À la suite des fusillades des derniers mois à Toronto, dont celle de lundi qui a fait deux morts et 23 blessés, la ville est en état de choc.

Plusieurs Torontois affirment que ce n'est pas la ville qu'ils connaissent. Certes, Toronto demeure l'une des villes les plus sécuritaires en Amérique du Nord, surtout si on la compare à d'autres métropoles américaines comme Chicago. D'autres villes canadiennes, telles que Vancouver et Edmonton, connaissent aussi ce type de violence. Peu importe, Toronto donne l'impression d'être moins sécuritaire qu'avant. Que faire pour arrêter une telle violence?

Les crimes des derniers mois sont le résultat de conflits impliquant des gangs de rue. Les politiciens, policiers et universitaires connaissent mal ce milieu. Les membres des gangs de rue ont leur propre code d'honneur et ils agissent selon leurs propres règles. Ils sont souvent issus de minorités ethniques, ce qui soulève des enjeux relatifs à la marginalisation de certaines communautés possiblement moins bien intégrées. Certains gangs de rue sont affiliés à des groupes à l'extérieur du pays.

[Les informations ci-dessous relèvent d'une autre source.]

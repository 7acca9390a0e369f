/*!
 * Render Tests
 * Text and JSON views of a running simulation
 */

use memsim::render::defrag_section;
use memsim::{ProcessSpec, SimConfig, SharedSimulation, Simulation, Snapshot, Strategy};
use pretty_assertions::assert_eq;

fn running() -> Simulation {
    let config = SimConfig {
        capacity: 100,
        strategy: Strategy::FirstFit,
        quantum: 10,
    };
    let specs = vec![ProcessSpec::new(0, 40, 0, 20), ProcessSpec::new(1, 30, 0, 20)];
    let mut sim = Simulation::new(config, specs).unwrap();
    sim.step_once().unwrap();
    sim
}

#[test]
fn test_snapshot_text() {
    let text = running().snapshot().to_string();
    let rule = "-".repeat(37);

    let expected = vec![
        "=====System=====".to_string(),
        "System Time: 10".to_string(),
        "Active Processes:".to_string(),
        "PID  |Memory Location|Time Remaining ".to_string(),
        rule.clone(),
        "0    |[0, 39]        |20             ".to_string(),
        rule.clone(),
        "1    |[40, 69]       |10             ".to_string(),
        rule,
        String::new(),
        "=====Memory=====".to_string(),
        "Memory Free: 30".to_string(),
        "Memory Allocated: 70".to_string(),
        String::new(),
        "----------".to_string(),
        "[xx][x][ ]".to_string(),
        "----------".to_string(),
    ];
    let lines: Vec<String> = text.lines().map(str::to_string).collect();
    assert_eq!(lines, expected);
}

#[test]
fn test_snapshot_json_round_trips() {
    let snapshot = running().snapshot();
    let json = snapshot.to_json().unwrap();
    let back: Snapshot = serde_json::from_str(&json).unwrap();

    assert_eq!(back, snapshot);
    assert!(json.contains("\"strategy\": \"first-fit\""));
}

#[test]
fn test_shared_handle_renders_same_state() {
    let sim = running();
    let expected = sim.snapshot();
    let shared = SharedSimulation::new(sim);

    assert_eq!(shared.snapshot(), expected);
    let report = shared.run(100).unwrap();
    assert!(report.complete);
    assert!(shared.is_complete());
    assert_eq!(shared.summary().completed.len(), 2);
}

#[test]
fn test_coalesce_renders_before_and_after() {
    let config = SimConfig {
        capacity: 100,
        strategy: Strategy::FirstFit,
        quantum: 10,
    };
    let specs = vec![
        ProcessSpec::new(0, 50, 0, 10),
        ProcessSpec::new(1, 50, 0, 10),
        ProcessSpec::new(2, 80, 0, 10),
    ];
    let mut sim = Simulation::new(config, specs).unwrap();

    let report = sim.run(3).unwrap();
    let third = &report.steps[2];
    assert_eq!(third.admitted, vec![2]);
    assert_eq!(third.defrag.len(), 1);

    let text = defrag_section(&third.defrag[0], 10);
    let lines: Vec<&str> = text.lines().collect();
    assert_eq!(
        lines,
        vec![
            "No block available with size 80. Coalescing memory...",
            "Before:",
            "----------",
            "[   ][   ]",
            "----------",
            "After:",
            "----------",
            "[        ]",
            "----------",
        ]
    );
}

Ces milieux sont difficiles à percer et les policiers trouvent difficile d'y faire enquête. Pour les membres des gangs de rue, des jeunes adultes déjà endurcis, la violence fait partie du quotidien. Ils achètent facilement des armes à feu sur le marché noir. Ce qui nous choque comme citoyen est à leurs yeux normal. Comment en sont-ils venus à accepter cette violence? Au fil des ans, les forces de l'ordre ont étudié les rouages de la mafia et des groupes de motards. Cependant, nous en savons peu sur les gangs de rue.

Toronto a déjà connu une saison estivale semblable en 2005, qualifiée par les journalistes de «l'été du fusil». La Ville a réagi en identifiant 13 quartiers prioritaires - des enclaves de pauvreté dispersées dans cette grande ville prospère. Toronto y a financé plusieurs projets. Dans un climat d'austérité budgétaire, ce financement a récemment été remis en question.

De telles interventions, associées à celles d'organisations communautaires, sont nécessaires. À elles seules, toutefois, elles ne sont pas suffisantes. Le maire Rob Ford a déclaré une guerre contre les gangs. L'approche répressive a peut-être sa place, mais ce n'est pas la meilleure solution.

Les instances municipales et les policiers doivent élaborer une stratégie pour rejoindre les membres des gangs de rue. Nous ne serons jamais en mesure de comprendre si nous n'amorçons pas avec eux un dialogue. Il faut établir des liens de confiance entre «eux» et «nous». L'adolescent qui rejoint le gang de rue fait un choix rationnel parmi les options qui s'offrent à lui. Les gangs de rue sont des organisations criminelles établies qui offrent des bénéfices à leurs membres: de l'argent, une impression de pouvoir et un sentiment d'appartenance. Nous avons besoin d'une stratégie pour favoriser l'autonomie de ces jeunes adultes afin qu'ils participent à la sécurisation de leurs quartiers et de la Ville. Ce dialogue, quoique difficile, est nécessaire pour sécuriser Toronto.